High Commissioner of the Republic of South Africa to Jamaica
- Incumbent
- Assumed office 18 December 2018
- President: Cyril Ramaphosa

Member of the National Assembly
- In office 2004 – 2 October 2017

Personal details
- Born: Lumka Elizabeth Nyamza
- Citizenship: South Africa
- Party: African National Congress
- Spouse: Tony Yengeni

= Lumka Yengeni =

South African politician

Lumka Elizabeth Yengeni is a South African politician who represented the African National Congress (ANC) in the National Assembly from 2004 to 2017. She resigned in October 2017 to take up her current position as South African High Commissioner to Jamaica, in which capacity she has been accredited since December 2018. She served on the ANC's National Executive Committee from 2007 to 2012.

== Early activism ==
During apartheid, Yengeni was a member of the South African Students' Organisation, a Black Consciousness organisation. She was imprisoned between 1976 and 1980 under the Internal Security Act and was arrested again, under the new Internal Security Act, in 1987.

== Legislative career: 2004–2017 ==
Yengeni joined the National Assembly in 2004 and was re-elected in the 2009 general election. From 2007 to 2012, she also served as a member of the ANC's National Executive Committee; she was elected to the body at the party's 52nd National Conference, ranked 31st of 80 ordinary members by number of votes received.

Pursuant to the 2014 general election, she was re-elected her legislative seat, ranked 74th on the ANC's national party list, and was also elected as Chairperson of the Portfolio Committee on Labour. She did not complete her third legislative term but instead resigned in October 2017 to undergo training as an ambassador-designate.
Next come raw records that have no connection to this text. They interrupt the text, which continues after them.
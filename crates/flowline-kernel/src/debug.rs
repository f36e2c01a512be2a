//! Breakpoint and pause control.
//!
//! Breakpoints address `(block, source line)`. The interpreter consults
//! [`DebugController::should_pause`] before executing each instruction;
//! instructions inside a false branch are skipped over wholesale and never
//! reach that check, so breakpoints in dead branches cannot fire.
//!
//! Pausing consumes no virtual time. `continue` and `step` are only valid
//! while paused; `step` arms a one-shot flag that pauses again at the next
//! executed instruction regardless of breakpoints.

use crate::types::BlockId;
use indexmap::IndexMap;
use serde::{Deserialize, Serialize};
use std::collections::BTreeSet;
use tracing::debug;

/// Snapshot of the debugger, included in step results.
#[derive(Debug, Clone, PartialEq, Serialize, Deserialize)]
pub struct DebugInfo {
    pub paused: bool,
    pub current_block: Option<BlockId>,
    pub current_line: Option<usize>,
    pub step_mode: bool,
    pub breakpoints: IndexMap<BlockId, BTreeSet<usize>>,
}

#[derive(Debug, Clone, Default)]
pub struct DebugController {
    breakpoints: IndexMap<BlockId, BTreeSet<usize>>,
    paused: bool,
    current: Option<(BlockId, usize)>,
    step_mode: bool,
}

impl DebugController {
    pub fn new() -> Self {
        Self::default()
    }

    pub fn set_breakpoint(&mut self, block: &BlockId, line: usize) {
        debug!(%block, line, "breakpoint set");
        self.breakpoints.entry(block.clone()).or_default().insert(line);
    }

    pub fn clear_breakpoint(&mut self, block: &BlockId, line: usize) {
        if let Some(lines) = self.breakpoints.get_mut(block) {
            lines.remove(&line);
            if lines.is_empty() {
                self.breakpoints.shift_remove(block);
            }
        }
    }

    pub fn clear_all_breakpoints(&mut self) {
        self.breakpoints.clear();
    }

    pub fn is_paused(&self) -> bool {
        self.paused
    }

    /// Should execution pause before the instruction at `(block, line)`?
    pub fn should_pause(&self, block: &BlockId, line: usize) -> bool {
        if self.paused {
            return false;
        }
        if self.step_mode {
            return true;
        }
        self.breakpoints
            .get(block)
            .is_some_and(|lines| lines.contains(&line))
    }

    /// Enter the paused state at `(block, line)`. Clears the one-shot step
    /// flag, so each `step` advances exactly one instruction.
    pub fn pause(&mut self, block: &BlockId, line: usize) {
        debug!(%block, line, "execution paused");
        self.paused = true;
        self.step_mode = false;
        self.current = Some((block.clone(), line));
    }

    /// Release the pause and run freely. Returns the released block, or
    /// `None` when not paused.
    pub fn resume_continue(&mut self) -> Option<BlockId> {
        let (block, _) = self.current.take()?;
        self.paused = false;
        debug!(%block, "continue");
        Some(block)
    }

    /// Release the pause for exactly one instruction.
    pub fn resume_step(&mut self) -> Option<BlockId> {
        let (block, _) = self.current.take()?;
        self.paused = false;
        self.step_mode = true;
        debug!(%block, "single step");
        Some(block)
    }

    /// Clear pause state but keep breakpoints. Reset semantics.
    pub fn reset(&mut self) {
        self.paused = false;
        self.current = None;
        self.step_mode = false;
    }

    pub fn info(&self) -> DebugInfo {
        DebugInfo {
            paused: self.paused,
            current_block: self.current.as_ref().map(|(b, _)| b.clone()),
            current_line: self.current.as_ref().map(|(_, l)| *l),
            step_mode: self.step_mode,
            breakpoints: self.breakpoints.clone(),
        }
    }
}

#[cfg(test)]
mod tests {
    use super::*;

    #[test]
    fn breakpoint_matches_exact_line() {
        let mut dbg = DebugController::new();
        dbg.set_breakpoint(&"b".into(), 3);
        assert!(dbg.should_pause(&"b".into(), 3));
        assert!(!dbg.should_pause(&"b".into(), 2));
        assert!(!dbg.should_pause(&"other".into(), 3));
    }

    #[test]
    fn set_is_idempotent_clear_removes() {
        let mut dbg = DebugController::new();
        dbg.set_breakpoint(&"b".into(), 3);
        dbg.set_breakpoint(&"b".into(), 3);
        assert_eq!(dbg.info().breakpoints[&BlockId::from("b")].len(), 1);
        dbg.clear_breakpoint(&"b".into(), 3);
        assert!(dbg.info().breakpoints.is_empty());
    }

    #[test]
    fn resume_requires_pause() {
        let mut dbg = DebugController::new();
        assert!(dbg.resume_continue().is_none());
        assert!(dbg.resume_step().is_none());

        dbg.pause(&"b".into(), 1);
        assert!(dbg.is_paused());
        assert_eq!(dbg.resume_continue(), Some("b".into()));
        assert!(!dbg.is_paused());
    }

    #[test]
    fn step_arms_one_shot_pause() {
        let mut dbg = DebugController::new();
        dbg.pause(&"b".into(), 1);
        dbg.resume_step();
        // Next instruction pauses wherever it is.
        assert!(dbg.should_pause(&"b".into(), 99));
        dbg.pause(&"b".into(), 2);
        // Pausing consumed the one-shot flag.
        assert!(!dbg.info().step_mode);
    }

    #[test]
    fn no_nested_pause_while_paused() {
        let mut dbg = DebugController::new();
        dbg.set_breakpoint(&"b".into(), 1);
        dbg.pause(&"b".into(), 1);
        assert!(!dbg.should_pause(&"b".into(), 1));
    }

    #[test]
    fn reset_keeps_breakpoints() {
        let mut dbg = DebugController::new();
        dbg.set_breakpoint(&"b".into(), 5);
        dbg.pause(&"b".into(), 5);
        dbg.reset();
        assert!(!dbg.is_paused());
        assert!(dbg.should_pause(&"b".into(), 5));
    }
}
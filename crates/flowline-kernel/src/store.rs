//! Signal and integer variable store with wait registration.
//!
//! Names are free-form strings. Each name belongs to exactly one type for
//! the lifetime of a setup; declaring both is a setup error, and a
//! type-mismatched access at run time is reported to the caller so the
//! interpreter can record a warning and skip the instruction.
//!
//! Blocks suspended on a `wait` register interest here. A boolean
//! registration only fires when the signal is set to its expected value;
//! registrations that do not match stay parked. Integer registrations fire
//! on any mutation of the watched variable, and the woken block re-checks
//! its full condition before proceeding.

use crate::types::BlockId;
use flowline_script::ArithOp;
use indexmap::IndexMap;
use thiserror::Error;
use tracing::trace;

/// Runtime access failure. Surfaces as a recorded warning, never a panic.
#[derive(Debug, Clone, PartialEq, Eq, Error)]
pub enum AccessError {
    #[error("`{0}` is an integer variable, not a signal")]
    NotASignal(String),
    #[error("`{0}` is a signal, not an integer variable")]
    NotAnInteger(String),
    #[error("division by zero on `{0}`")]
    DivisionByZero(String),
    #[error("integer overflow on `{0}`")]
    Overflow(String),
}

#[derive(Debug, Clone, PartialEq, Eq)]
struct BoolWaiter {
    block: BlockId,
    name: String,
    expected: bool,
}

#[derive(Debug, Clone, PartialEq, Eq)]
struct IntWaiter {
    block: BlockId,
    name: String,
}

/// Ordered store of boolean signals and integer variables.
#[derive(Debug, Clone, Default)]
pub struct VariableStore {
    signals: IndexMap<String, bool>,
    signal_initial: IndexMap<String, bool>,
    integers: IndexMap<String, i64>,
    integer_initial: IndexMap<String, i64>,
    bool_waiters: Vec<BoolWaiter>,
    int_waiters: Vec<IntWaiter>,
}

impl VariableStore {
    pub fn new() -> Self {
        Self::default()
    }

    /// Declare a signal with its initial value. Setup-time only.
    pub fn declare_bool(&mut self, name: &str, initial: bool) -> Result<(), AccessError> {
        if self.integers.contains_key(name) {
            return Err(AccessError::NotASignal(name.to_string()));
        }
        self.signals.insert(name.to_string(), initial);
        self.signal_initial.insert(name.to_string(), initial);
        Ok(())
    }

    /// Declare an integer variable with its initial value. Setup-time only.
    pub fn declare_int(&mut self, name: &str, initial: i64) -> Result<(), AccessError> {
        if self.signals.contains_key(name) {
            return Err(AccessError::NotAnInteger(name.to_string()));
        }
        self.integers.insert(name.to_string(), initial);
        self.integer_initial.insert(name.to_string(), initial);
        Ok(())
    }

    /// Read a signal. Missing signals read as `false`.
    pub fn get_bool(&self, name: &str) -> Result<bool, AccessError> {
        if self.integers.contains_key(name) {
            return Err(AccessError::NotASignal(name.to_string()));
        }
        Ok(self.signals.get(name).copied().unwrap_or(false))
    }

    /// Set a signal, creating it on first use. Returns the blocks whose
    /// registered wait matches the new value; their registrations (all of
    /// them, across names) are removed.
    pub fn set_bool(&mut self, name: &str, value: bool) -> Result<Vec<BlockId>, AccessError> {
        if self.integers.contains_key(name) {
            return Err(AccessError::NotASignal(name.to_string()));
        }
        if !self.signal_initial.contains_key(name) {
            self.signal_initial.insert(name.to_string(), false);
        }
        self.signals.insert(name.to_string(), value);
        trace!(signal = name, value, "signal set");

        let woken: Vec<BlockId> = self
            .bool_waiters
            .iter()
            .filter(|w| w.name == name && w.expected == value)
            .map(|w| w.block.clone())
            .collect();
        let woken = dedup_in_order(woken);
        for block in &woken {
            self.cancel_waits(block);
        }
        Ok(woken)
    }

    /// Read an integer variable. Missing variables read as 0.
    pub fn get_int(&self, name: &str) -> Result<i64, AccessError> {
        if self.signals.contains_key(name) {
            return Err(AccessError::NotAnInteger(name.to_string()));
        }
        Ok(self.integers.get(name).copied().unwrap_or(0))
    }

    /// Apply an arithmetic operation, creating the variable at 0 on first
    /// use. Division is integer division; dividing by zero or overflowing
    /// the quotient fails without mutating. Returns the new value plus the
    /// blocks woken by the mutation.
    pub fn apply_int(
        &mut self,
        name: &str,
        op: ArithOp,
        rhs: i64,
    ) -> Result<(i64, Vec<BlockId>), AccessError> {
        if self.signals.contains_key(name) {
            return Err(AccessError::NotAnInteger(name.to_string()));
        }
        let current = self.integers.get(name).copied().unwrap_or(0);
        let next = match op {
            ArithOp::Assign => rhs,
            ArithOp::Add => current.wrapping_add(rhs),
            ArithOp::Sub => current.wrapping_sub(rhs),
            ArithOp::Mul => current.wrapping_mul(rhs),
            ArithOp::Div => {
                if rhs == 0 {
                    return Err(AccessError::DivisionByZero(name.to_string()));
                }
                // i64::MIN / -1 does not fit.
                match current.checked_div(rhs) {
                    Some(v) => v,
                    None => return Err(AccessError::Overflow(name.to_string())),
                }
            }
        };
        if !self.integer_initial.contains_key(name) {
            self.integer_initial.insert(name.to_string(), 0);
        }
        self.integers.insert(name.to_string(), next);
        trace!(variable = name, value = next, "integer updated");

        let woken: Vec<BlockId> = self
            .int_waiters
            .iter()
            .filter(|w| w.name == name)
            .map(|w| w.block.clone())
            .collect();
        let woken = dedup_in_order(woken);
        for block in &woken {
            self.cancel_waits(block);
        }
        Ok((next, woken))
    }

    /// Park a block until `name` is set to `expected`.
    pub fn register_bool_wait(&mut self, block: &BlockId, name: &str, expected: bool) {
        self.bool_waiters.push(BoolWaiter {
            block: block.clone(),
            name: name.to_string(),
            expected,
        });
    }

    /// Park a block until `name` is mutated.
    pub fn register_int_wait(&mut self, block: &BlockId, name: &str) {
        self.int_waiters.push(IntWaiter {
            block: block.clone(),
            name: name.to_string(),
        });
    }

    /// Drop every registration a block holds.
    pub fn cancel_waits(&mut self, block: &BlockId) {
        self.bool_waiters.retain(|w| &w.block != block);
        self.int_waiters.retain(|w| &w.block != block);
    }

    pub fn has_signal(&self, name: &str) -> bool {
        self.signals.contains_key(name)
    }

    pub fn has_integer(&self, name: &str) -> bool {
        self.integers.contains_key(name)
    }

    pub fn has_waiters(&self) -> bool {
        !self.bool_waiters.is_empty() || !self.int_waiters.is_empty()
    }

    /// Current signal values in declaration order.
    pub fn signals(&self) -> impl Iterator<Item = (&str, bool)> {
        self.signals.iter().map(|(k, v)| (k.as_str(), *v))
    }

    /// Current integer values in declaration order.
    pub fn integers(&self) -> impl Iterator<Item = (&str, i64)> {
        self.integers.iter().map(|(k, v)| (k.as_str(), *v))
    }

    pub fn initial_bool(&self, name: &str) -> Option<bool> {
        self.signal_initial.get(name).copied()
    }

    pub fn initial_int(&self, name: &str) -> Option<i64> {
        self.integer_initial.get(name).copied()
    }
}

fn dedup_in_order(blocks: Vec<BlockId>) -> Vec<BlockId> {
    let mut out: Vec<BlockId> = Vec::with_capacity(blocks.len());
    for b in blocks {
        if !out.contains(&b) {
            out.push(b);
        }
    }
    out
}

#[cfg(test)]
mod tests {
    use super::*;

    fn block(id: &str) -> BlockId {
        BlockId::from(id)
    }

    #[test]
    fn signals_default_false() {
        let store = VariableStore::new();
        assert_eq!(store.get_bool("missing"), Ok(false));
    }

    #[test]
    fn set_wakes_only_matching_waiters() {
        let mut store = VariableStore::new();
        store.register_bool_wait(&block("a"), "ready", true);
        store.register_bool_wait(&block("b"), "ready", false);

        let woken = store.set_bool("ready", true).unwrap();
        assert_eq!(woken, vec![block("a")]);
        // The non-matching waiter stays parked.
        assert!(store.has_waiters());

        let woken = store.set_bool("ready", false).unwrap();
        assert_eq!(woken, vec![block("b")]);
        assert!(!store.has_waiters());
    }

    #[test]
    fn waking_drops_all_registrations_of_the_block() {
        let mut store = VariableStore::new();
        // One block waiting on an or-chain registers both atoms.
        store.register_bool_wait(&block("a"), "x", true);
        store.register_bool_wait(&block("a"), "y", true);

        let woken = store.set_bool("x", true).unwrap();
        assert_eq!(woken, vec![block("a")]);
        assert!(!store.has_waiters());
    }

    #[test]
    fn arithmetic_auto_creates_at_zero() {
        let mut store = VariableStore::new();
        let (v, _) = store.apply_int("count", ArithOp::Add, 5).unwrap();
        assert_eq!(v, 5);
        let (v, _) = store.apply_int("count", ArithOp::Mul, 3).unwrap();
        assert_eq!(v, 15);
        let (v, _) = store.apply_int("count", ArithOp::Div, 2).unwrap();
        assert_eq!(v, 7); // integer division
    }

    #[test]
    fn division_by_zero_fails_without_mutating() {
        let mut store = VariableStore::new();
        store.apply_int("n", ArithOp::Assign, 9).unwrap();
        assert_eq!(
            store.apply_int("n", ArithOp::Div, 0),
            Err(AccessError::DivisionByZero("n".into()))
        );
        assert_eq!(store.get_int("n"), Ok(9));
    }

    #[test]
    fn overflowing_division_fails_without_mutating() {
        let mut store = VariableStore::new();
        store.apply_int("n", ArithOp::Assign, i64::MIN).unwrap();
        assert_eq!(
            store.apply_int("n", ArithOp::Div, -1),
            Err(AccessError::Overflow("n".into()))
        );
        assert_eq!(store.get_int("n"), Ok(i64::MIN));
    }

    #[test]
    fn int_waiters_wake_on_any_mutation() {
        let mut store = VariableStore::new();
        store.register_int_wait(&block("a"), "count");
        let (_, woken) = store.apply_int("count", ArithOp::Add, 1).unwrap();
        assert_eq!(woken, vec![block("a")]);
    }

    #[test]
    fn type_mismatch_is_detected() {
        let mut store = VariableStore::new();
        store.declare_int("count", 0).unwrap();
        assert_eq!(
            store.set_bool("count", true),
            Err(AccessError::NotASignal("count".into()))
        );
        store.declare_bool("door", false).unwrap();
        assert_eq!(
            store.get_int("door"),
            Err(AccessError::NotAnInteger("door".into()))
        );
    }
}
== Diplomatic career: 2018–present ==
In December 2018, Yengeni presented her credentials as South African High Commissioner to Jamaica, based in Kingston. As High Commissioner, she later gained non-resident accreditation to surrounding islands including Antigua and Barbuda, Saint Kitts and Nevis, and the Bahamas. She remained at the High Commission as of March 2023.

== Personal life ==
In the 1980s in Lusaka, Zambia, Yengeni married Tony Yengeni, then an Umkhonto we Sizwe commander and later an ANC parliamentarian. They have two adult children together and have been separated since 2011.